While on the work-out scheme from Maghaberry Prison I would regularly call into her home in Kilmore Close for breakfast and chew the fat, occasionally going out in the evening at the weekend for a beer with her husband Liam. He was a family man whose life had been impacted by the violence of the British state when his brother was murdered by the Parachute Regiment during the Ballymurphy Massacre in 1971. Kate wasn't greatly interested in politics, having a family first perspective which I much admired.

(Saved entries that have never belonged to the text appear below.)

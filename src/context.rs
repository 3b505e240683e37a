//! The per-company RAG context and its factory.
//!
//! [`RagContext`] bundles a ticker, a company name, the resolved
//! configuration, and an open handle to the persistent vector-store
//! collection. It can only be obtained through [`create_context`], so every
//! loader, index, and query call is guaranteed an initialized store.
//! Configuration travels inside the context — there is no process-global
//! state, and contexts for different tickers never interfere.

use sqlx::sqlite::{SqliteConnectOptions, SqlitePool, SqlitePoolOptions};
use std::path::PathBuf;
use std::str::FromStr;

use crate::config::RagConfig;
use crate::error::{Result, StockRagError};

#[derive(Debug)]
pub struct RagContext {
    pub ticker: String,
    pub company_name: String,
    pub config: RagConfig,
    pub persist_path: PathBuf,
    pub collection_name: String,
    pool: SqlitePool,
}

impl RagContext {
    pub fn pool(&self) -> &SqlitePool {
        &self.pool
    }

    /// API key resolved at creation time. Always present on a live context.
    pub fn api_key(&self) -> &str {
        self.config.llm.api_key.as_deref().unwrap_or_default()
    }

    pub async fn close(self) {
        self.pool.close().await;
    }
}

/// Create and initialize a [`RagContext`] for a company.
///
/// Validates the configuration and the LLM credential, resolves the
/// vector-store location (ticker-derived defaults when unconfigured), then
/// opens or creates the persistent collection and runs schema migrations.
///
/// # Errors
///
/// Returns [`StockRagError::Configuration`] for an empty ticker/company name
/// or when no API key is resolvable from `config.llm.api_key` or the
/// `GROQ_API_KEY` environment variable. Credential validation happens before
/// any on-disk state is created, so a failed call leaves no collection
/// behind.
pub async fn create_context(
    ticker: &str,
    company_name: &str,
    config: Option<RagConfig>,
) -> Result<RagContext> {
    if ticker.trim().is_empty() {
        return Err(StockRagError::Configuration(
            "ticker must be a non-empty string".to_string(),
        ));
    }
    if company_name.trim().is_empty() {
        return Err(StockRagError::Configuration(
            "company name must be a non-empty string".to_string(),
        ));
    }

    let mut config = config.unwrap_or_default();
    config.validate()?;

    let api_key = config
        .llm
        .api_key
        .clone()
        .or_else(|| std::env::var("GROQ_API_KEY").ok())
        .filter(|k| !k.trim().is_empty())
        .ok_or_else(|| {
            StockRagError::Configuration(
                "Groq API key must be provided in [llm] api_key or set in the \
                 GROQ_API_KEY environment variable"
                    .to_string(),
            )
        })?;
    config.llm.api_key = Some(api_key);

    let (persist_path, collection_name) = config.vector_store.resolve(ticker);

    std::fs::create_dir_all(&persist_path)?;
    let db_path = persist_path.join(format!("{}.sqlite", collection_name));

    let options = SqliteConnectOptions::from_str(&format!("sqlite:{}", db_path.display()))
        .map_err(StockRagError::Store)?
        .create_if_missing(true)
        .journal_mode(sqlx::sqlite::SqliteJournalMode::Wal);

    let pool = SqlitePoolOptions::new()
        .max_connections(5)
        .connect_with(options)
        .await?;

    run_migrations(&pool).await?;

    Ok(RagContext {
        ticker: ticker.to_string(),
        company_name: company_name.to_string(),
        config,
        persist_path,
        collection_name,
        pool,
    })
}

/// Idempotent schema setup for a collection file.
async fn run_migrations(pool: &SqlitePool) -> Result<()> {
    sqlx::query(
        r#"
        CREATE TABLE IF NOT EXISTS documents (
            id TEXT PRIMARY KEY,
            source TEXT NOT NULL,
            source_id TEXT NOT NULL,
            source_url TEXT,
            title TEXT,
            published_at INTEGER NOT NULL,
            updated_at INTEGER NOT NULL,
            content_type TEXT NOT NULL DEFAULT 'text/plain',
            body TEXT NOT NULL,
            metadata_json TEXT NOT NULL DEFAULT '{}',
            dedup_hash TEXT NOT NULL,
            UNIQUE(source, source_id)
        )
        "#,
    )
    .execute(pool)
    .await?;

    sqlx::query(
        r#"
        CREATE TABLE IF NOT EXISTS chunks (
            id TEXT PRIMARY KEY,
            document_id TEXT NOT NULL,
            chunk_index INTEGER NOT NULL,
            text TEXT NOT NULL,
            hash TEXT NOT NULL,
            UNIQUE(document_id, chunk_index),
            FOREIGN KEY (document_id) REFERENCES documents(id)
        )
        "#,
    )
    .execute(pool)
    .await?;

    sqlx::query(
        r#"
        CREATE TABLE IF NOT EXISTS embeddings (
            chunk_id TEXT PRIMARY KEY,
            model TEXT NOT NULL,
            dims INTEGER NOT NULL,
            created_at INTEGER NOT NULL,
            hash TEXT NOT NULL
        )
        "#,
    )
    .execute(pool)
    .await?;

    sqlx::query(
        r#"
        CREATE TABLE IF NOT EXISTS chunk_vectors (
            chunk_id TEXT PRIMARY KEY,
            document_id TEXT NOT NULL,
            embedding BLOB NOT NULL
        )
        "#,
    )
    .execute(pool)
    .await?;

    sqlx::query(
        r#"
        CREATE TABLE IF NOT EXISTS index_meta (
            key TEXT PRIMARY KEY,
            value TEXT NOT NULL
        )
        "#,
    )
    .execute(pool)
    .await?;

    sqlx::query("CREATE INDEX IF NOT EXISTS idx_chunks_document_id ON chunks(document_id)")
        .execute(pool)
        .await?;
    sqlx::query("CREATE INDEX IF NOT EXISTS idx_documents_source ON documents(source)")
        .execute(pool)
        .await?;
    sqlx::query(
        "CREATE INDEX IF NOT EXISTS idx_chunk_vectors_document_id ON chunk_vectors(document_id)",
    )
    .execute(pool)
    .await?;

    Ok(())
}

#[cfg(test)]
mod tests {
    use super::*;
    use crate::config::VectorStoreConfig;

    fn config_with_key() -> RagConfig {
        let mut config = RagConfig::default();
        config.llm.api_key = Some("gsk_test_key".to_string());
        config
    }

    #[tokio::test]
    async fn missing_credential_fails_without_creating_collection() {
        let tmp = tempfile::tempdir().unwrap();
        let store_dir = tmp.path().join("kb");

        // No other unit test reads this variable, so clearing it here is safe.
        std::env::remove_var("GROQ_API_KEY");

        let mut config = RagConfig::default();
        config.llm.api_key = None;
        config.vector_store = VectorStoreConfig {
            persist_path: Some(store_dir.clone()),
            collection_name: None,
        };

        let err = create_context("AAPL", "Apple Inc.", Some(config))
            .await
            .unwrap_err();
        assert!(matches!(err, StockRagError::Configuration(_)));
        assert!(err.to_string().contains("GROQ_API_KEY"));
        assert!(!store_dir.exists(), "no on-disk collection may be created");
    }

    #[tokio::test]
    async fn empty_ticker_rejected() {
        let err = create_context("", "Apple Inc.", Some(config_with_key()))
            .await
            .unwrap_err();
        assert!(matches!(err, StockRagError::Configuration(_)));
    }

    #[tokio::test]
    async fn context_uses_configured_store_location() {
        let tmp = tempfile::tempdir().unwrap();
        let store_dir = tmp.path().join("custom_store");

        let mut config = config_with_key();
        config.vector_store = VectorStoreConfig {
            persist_path: Some(store_dir.clone()),
            collection_name: Some("apple_kb".to_string()),
        };

        let ctx = create_context("AAPL", "Apple Inc.", Some(config))
            .await
            .unwrap();
        assert_eq!(ctx.persist_path, store_dir);
        assert_eq!(ctx.collection_name, "apple_kb");
        assert!(store_dir.join("apple_kb.sqlite").exists());
        ctx.close().await;
    }

    #[tokio::test]
    async fn recreating_context_reuses_collection() {
        let tmp = tempfile::tempdir().unwrap();
        let store_dir = tmp.path().join("kb");

        let mut config = config_with_key();
        config.vector_store = VectorStoreConfig {
            persist_path: Some(store_dir.clone()),
            collection_name: Some("aapl_kb".to_string()),
        };

        let ctx1 = create_context("AAPL", "Apple Inc.", Some(config.clone()))
            .await
            .unwrap();
        sqlx::query("INSERT INTO index_meta (key, value) VALUES ('probe', '1')")
            .execute(ctx1.pool())
            .await
            .unwrap();
        ctx1.close().await;

        let ctx2 = create_context("AAPL", "Apple Inc.", Some(config))
            .await
            .unwrap();
        let probe: Option<String> =
            sqlx::query_scalar("SELECT value FROM index_meta WHERE key = 'probe'")
                .fetch_optional(ctx2.pool())
                .await
                .unwrap();
        assert_eq!(probe.as_deref(), Some("1"));
        ctx2.close().await;
    }

    #[tokio::test]
    async fn default_collection_name_derived_from_ticker() {
        let tmp = tempfile::tempdir().unwrap();
        let store_dir = tmp.path().join("derived");

        let mut config = config_with_key();
        config.vector_store = VectorStoreConfig {
            persist_path: Some(store_dir.clone()),
            collection_name: None,
        };

        let ctx = create_context("MSFT", "Microsoft Corporation", Some(config))
            .await
            .unwrap();
        assert_eq!(ctx.collection_name, "MSFT_knowledge_base");
        assert!(store_dir.join("MSFT_knowledge_base.sqlite").exists());
        ctx.close().await;
    }
}
//! Incremental updates and knowledge-base statistics.

use sqlx::Row;
use std::path::PathBuf;

use crate::context::RagContext;
use crate::error::Result;
use crate::index;
use crate::loaders;
use crate::models::{KnowledgeBaseStats, SourceBreakdown};

/// Outcome of an incremental update run.
#[derive(Debug, Default, Clone, Copy)]
pub struct UpdateReport {
    pub documents_ingested: u64,
    pub documents_unchanged: u64,
    pub chunks_written: u64,
    pub chunks_embedded: u64,
}

/// Pull fresh content from the given inputs and bring the index up to date.
///
/// Each input list is optional; empty lists are skipped rather than treated
/// as errors. Unchanged documents keep their existing embeddings, so only
/// new or modified chunks are re-embedded.
pub async fn update_with_new_data(
    ctx: &RagContext,
    report_paths: &[PathBuf],
    website_urls: &[String],
    news_urls: &[String],
) -> Result<UpdateReport> {
    let mut report = UpdateReport::default();

    if !report_paths.is_empty() {
        let r = loaders::load_annual_reports(ctx, report_paths).await?;
        report.documents_ingested += r.documents_ingested;
        report.documents_unchanged += r.documents_unchanged;
        report.chunks_written += r.chunks_written;
    }
    if !website_urls.is_empty() {
        let r = loaders::load_company_website(ctx, website_urls).await?;
        report.documents_ingested += r.documents_ingested;
        report.documents_unchanged += r.documents_unchanged;
        report.chunks_written += r.chunks_written;
    }
    if !news_urls.is_empty() {
        let r = loaders::load_news_releases(ctx, news_urls).await?;
        report.documents_ingested += r.documents_ingested;
        report.documents_unchanged += r.documents_unchanged;
        report.chunks_written += r.chunks_written;
    }

    if report.documents_ingested > 0 {
        let build = index::embed_pending(ctx).await?;
        report.chunks_embedded = build.embedded;
    }

    Ok(report)
}

/// Snapshot the knowledge base: document/chunk/embedding counts, a per-source
/// breakdown, and the on-disk size of the collection file.
pub async fn get_stats(ctx: &RagContext) -> Result<KnowledgeBaseStats> {
    let pool = ctx.pool();

    let documents: i64 = sqlx::query_scalar("SELECT COUNT(*) FROM documents")
        .fetch_one(pool)
        .await?;
    let chunks: i64 = sqlx::query_scalar("SELECT COUNT(*) FROM chunks")
        .fetch_one(pool)
        .await?;
    let embedded_chunks: i64 = sqlx::query_scalar("SELECT COUNT(*) FROM chunk_vectors")
        .fetch_one(pool)
        .await?;

    let rows = sqlx::query(
        r#"
        SELECT d.source,
               COUNT(DISTINCT d.id) AS documents,
               COUNT(c.id) AS chunks,
               COUNT(v.chunk_id) AS embedded_chunks
        FROM documents d
        LEFT JOIN chunks c ON c.document_id = d.id
        LEFT JOIN chunk_vectors v ON v.chunk_id = c.id
        GROUP BY d.source
        ORDER BY d.source
        "#,
    )
    .fetch_all(pool)
    .await?;

    let by_source = rows
        .iter()
        .map(|row| SourceBreakdown {
            source: row.get("source"),
            documents: row.get("documents"),
            chunks: row.get("chunks"),
            embedded_chunks: row.get("embedded_chunks"),
        })
        .collect();

    let db_path = ctx
        .persist_path
        .join(format!("{}.sqlite", ctx.collection_name));
    let db_size_bytes = std::fs::metadata(&db_path).map(|m| m.len()).unwrap_or(0);

    Ok(KnowledgeBaseStats {
        ticker: ctx.ticker.clone(),
        collection_name: ctx.collection_name.clone(),
        persist_path: ctx.persist_path.clone(),
        db_size_bytes,
        documents,
        chunks,
        embedded_chunks,
        by_source,
    })
}

/// Human-readable byte count for CLI output.
pub fn format_bytes(bytes: u64) -> String {
    const UNITS: &[&str] = &["B", "KiB", "MiB", "GiB"];
    let mut value = bytes as f64;
    let mut unit = 0;
    while value >= 1024.0 && unit < UNITS.len() - 1 {
        value /= 1024.0;
        unit += 1;
    }
    if unit == 0 {
        format!("{} {}", bytes, UNITS[unit])
    } else {
        format!("{:.1} {}", value, UNITS[unit])
    }
}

By that stage I was bloated on political discussion after 17 years in jail. It was great to hear normal people talk about normal things rather than listening to jail ideologues waffling about grand strategies for changing the world. On that score I was as culpable as the rest of them.

Francis, Kate's son died just over two years after his mother , in September 2022. His life gone much too soon. One of four siblings - Liam, Lisa and Arleen, the others, all as warm and friendly as their parents - I found Fra great company, laid back and not one to get excitable anytime I was with him. On one occasion while out on a Christmas parole the two of us went down to the Foresters club somewhere around the Grosvenor. I had arranged to meet the brother of a late friend at that venue. Martin, or Rook as we knew him, had been in prison with me, visited me after his release but was shot dead by loyalists months earlier. I had no idea where the club was but Fra had been there before. It was as well he accompanied me as I left the worse for wear. Long years of forced sobriety are hardly the best preparation for pint guzzling in the pubs and clubs of West Belfast. I also got to meet Fra’s partner Jennifer with whom he would go on to have two children, Ellie & Aaron. 

Apart from the memories, death leaves little to be grateful for. But in these circumstances it was better that Kate died before Fra. No coffin is heavier than that of a child. Knowing the love and devotion she had for her children, the grief of outliving her son would have destroyed her. Mercifully, she was spared that. 

Kate and Fra were ordinary people doing what they regarded as ordinary things but who made extraordinary differences in the quality of the lives of those they reached out to.